::: DATASET

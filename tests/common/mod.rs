// tests/common/mod.rs
//
// Shared offline fixtures: a fetcher that serves canned markup and
// a builder for synthetic schedule tables.
#![allow(dead_code)]

use std::cell::Cell;
use std::collections::HashMap;

use race_plan::catalog::{Catalog, CatalogEntry, Distance};
use race_plan::core::Fetch;
use race_plan::error::FetchError;

pub const NOVICE_5K_URL: &str = "https://plans.test/5k/novice/";
pub const ONE_WEEK_URL: &str = "https://plans.test/5k/taper/";

pub fn novice_5k_html() -> String {
    std::fs::read_to_string(concat!(env!("CARGO_MANIFEST_DIR"), "/tests/fixtures/novice-5k.html"))
        .expect("read tests/fixtures/novice-5k.html")
}

pub fn fixture_catalog() -> Catalog {
    Catalog::new(vec![
        CatalogEntry::new(Distance::FiveK, "Novice", 8, NOVICE_5K_URL),
        CatalogEntry::new(Distance::FiveK, "Taper", 1, ONE_WEEK_URL),
    ])
    .expect("fixture catalog is valid")
}

/// Serves bodies by URL; unknown URLs answer 404. Counts calls.
pub struct FixtureFetcher {
    pages: HashMap<String, String>,
    pub calls: Cell<usize>,
}

impl FixtureFetcher {
    pub fn new() -> Self {
        Self { pages: HashMap::new(), calls: Cell::new(0) }
    }

    pub fn with(mut self, url: &str, body: impl Into<String>) -> Self {
        self.pages.insert(url.to_string(), body.into());
        self
    }
}

impl Fetch for FixtureFetcher {
    fn fetch(&self, url: &str) -> Result<String, FetchError> {
        self.calls.set(self.calls.get() + 1);
        self.pages
            .get(url)
            .cloned()
            .ok_or_else(|| FetchError::Status { url: url.to_string(), status: 404 })
    }
}

/// `<table class="tablesaw">` with `weeks` rows; every row has a week cell plus
/// `day_cells` day cells reading "W{week} D{day}".
pub fn schedule_html(weeks: u32, day_cells: usize) -> String {
    let mut html = String::from(
        "<html><body><table class=\"tablesaw\"><thead><tr><th>Week</th><th>Mon</th><th>Tue</th>\
         <th>Wed</th><th>Thu</th><th>Fri</th><th>Sat</th><th>Sun</th></tr></thead><tbody>",
    );
    for w in 1..=weeks {
        html.push_str(&format!("<tr><td>{w}</td>"));
        for d in 0..day_cells {
            html.push_str(&format!("<td>W{w} D{d}</td>"));
        }
        html.push_str("</tr>");
    }
    html.push_str("</tbody></table></body></html>");
    html
}

/// Same as `schedule_html(weeks, 7)` but row `bad_row` (1-based) gets `cells` day cells.
pub fn schedule_html_with_bad_row(weeks: u32, bad_row: u32, cells: usize) -> String {
    let mut html = String::from("<table class=\"tablesaw\"><tbody>");
    for w in 1..=weeks {
        let n = if w == bad_row { cells } else { 7 };
        html.push_str(&format!("<tr><td>{w}</td>"));
        for d in 0..n {
            html.push_str(&format!("<td>W{w} D{d}</td>"));
        }
        html.push_str("</tr>");
    }
    html.push_str("</tbody></table>");
    html
}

::::::

→ **YOUR GOAL**: Give the count of lines in the records above that hold the string "plans", and only that count.

→ **SOLUTION FOR THIS EXERCISE**: 2